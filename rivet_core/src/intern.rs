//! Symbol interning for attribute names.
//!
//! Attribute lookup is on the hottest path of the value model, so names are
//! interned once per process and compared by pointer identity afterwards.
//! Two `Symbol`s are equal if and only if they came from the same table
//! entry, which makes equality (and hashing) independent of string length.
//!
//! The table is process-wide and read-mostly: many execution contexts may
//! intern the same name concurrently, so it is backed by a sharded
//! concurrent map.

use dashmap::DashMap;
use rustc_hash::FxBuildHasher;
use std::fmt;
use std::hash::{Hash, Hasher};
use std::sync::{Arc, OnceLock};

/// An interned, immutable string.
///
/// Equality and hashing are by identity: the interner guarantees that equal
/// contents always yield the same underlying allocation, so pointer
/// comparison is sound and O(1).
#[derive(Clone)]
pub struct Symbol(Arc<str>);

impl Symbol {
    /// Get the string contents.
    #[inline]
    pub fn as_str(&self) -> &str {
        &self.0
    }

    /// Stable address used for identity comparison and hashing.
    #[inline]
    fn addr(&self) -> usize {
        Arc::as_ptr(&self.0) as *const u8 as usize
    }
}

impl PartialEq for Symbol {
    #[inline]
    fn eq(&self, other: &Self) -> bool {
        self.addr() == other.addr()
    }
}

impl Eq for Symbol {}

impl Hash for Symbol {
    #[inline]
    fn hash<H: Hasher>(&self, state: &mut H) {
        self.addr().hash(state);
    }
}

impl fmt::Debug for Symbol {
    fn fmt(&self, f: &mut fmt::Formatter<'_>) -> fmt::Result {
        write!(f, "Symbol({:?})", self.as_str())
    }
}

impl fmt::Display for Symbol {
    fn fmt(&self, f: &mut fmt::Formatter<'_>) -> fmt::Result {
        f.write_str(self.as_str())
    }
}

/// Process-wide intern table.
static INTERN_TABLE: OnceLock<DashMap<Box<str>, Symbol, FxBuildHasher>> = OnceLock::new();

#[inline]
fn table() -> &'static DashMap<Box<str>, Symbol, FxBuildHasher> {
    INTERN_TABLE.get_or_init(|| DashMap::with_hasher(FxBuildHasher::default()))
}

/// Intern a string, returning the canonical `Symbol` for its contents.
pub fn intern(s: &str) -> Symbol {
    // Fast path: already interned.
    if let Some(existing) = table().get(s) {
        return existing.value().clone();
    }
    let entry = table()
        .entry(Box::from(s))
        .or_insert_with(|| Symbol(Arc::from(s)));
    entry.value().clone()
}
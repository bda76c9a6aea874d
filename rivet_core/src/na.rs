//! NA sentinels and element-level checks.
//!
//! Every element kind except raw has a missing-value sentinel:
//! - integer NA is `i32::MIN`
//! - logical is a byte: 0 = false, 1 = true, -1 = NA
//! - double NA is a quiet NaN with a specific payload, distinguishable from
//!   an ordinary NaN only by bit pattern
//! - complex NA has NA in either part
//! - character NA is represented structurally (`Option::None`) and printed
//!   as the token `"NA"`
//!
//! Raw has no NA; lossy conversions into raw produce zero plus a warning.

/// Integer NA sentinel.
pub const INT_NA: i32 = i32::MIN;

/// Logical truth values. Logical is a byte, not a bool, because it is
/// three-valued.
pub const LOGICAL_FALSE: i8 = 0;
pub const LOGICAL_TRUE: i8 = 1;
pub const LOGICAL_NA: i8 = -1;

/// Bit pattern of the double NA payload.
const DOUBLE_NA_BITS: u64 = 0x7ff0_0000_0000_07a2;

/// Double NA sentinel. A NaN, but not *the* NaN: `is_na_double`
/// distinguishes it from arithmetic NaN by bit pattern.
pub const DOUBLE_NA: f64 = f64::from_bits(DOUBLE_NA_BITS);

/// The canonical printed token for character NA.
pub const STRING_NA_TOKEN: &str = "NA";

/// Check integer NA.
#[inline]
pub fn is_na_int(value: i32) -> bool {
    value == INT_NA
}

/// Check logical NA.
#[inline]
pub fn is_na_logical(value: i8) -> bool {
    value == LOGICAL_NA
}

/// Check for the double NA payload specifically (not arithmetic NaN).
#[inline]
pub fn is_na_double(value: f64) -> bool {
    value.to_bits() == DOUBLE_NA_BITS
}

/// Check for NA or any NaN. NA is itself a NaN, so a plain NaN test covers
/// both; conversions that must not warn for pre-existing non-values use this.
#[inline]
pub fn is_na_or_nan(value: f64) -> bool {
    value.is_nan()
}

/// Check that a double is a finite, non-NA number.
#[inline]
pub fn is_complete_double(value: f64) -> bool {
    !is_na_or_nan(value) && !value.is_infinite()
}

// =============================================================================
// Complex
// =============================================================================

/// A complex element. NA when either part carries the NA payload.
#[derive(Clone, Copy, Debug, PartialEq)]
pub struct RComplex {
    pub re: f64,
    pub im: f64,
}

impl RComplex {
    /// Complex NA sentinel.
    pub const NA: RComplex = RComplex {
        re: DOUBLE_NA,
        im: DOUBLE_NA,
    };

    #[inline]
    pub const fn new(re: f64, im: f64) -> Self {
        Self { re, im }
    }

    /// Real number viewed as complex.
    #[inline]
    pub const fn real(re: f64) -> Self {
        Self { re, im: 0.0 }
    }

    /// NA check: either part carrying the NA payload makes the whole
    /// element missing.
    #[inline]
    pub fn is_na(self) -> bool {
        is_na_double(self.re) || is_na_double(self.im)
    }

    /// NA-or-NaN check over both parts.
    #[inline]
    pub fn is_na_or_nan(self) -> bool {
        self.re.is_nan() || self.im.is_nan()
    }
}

******************************

» Exercise: From the entries above, copy every line containing the word "that".

» Written solution:
/// Equality and hashing are by identity: the interner guarantees that equal
/// both; conversions that must not warn for pre-existing non-values use this.
/// Check that a double is a finite, non-NA number.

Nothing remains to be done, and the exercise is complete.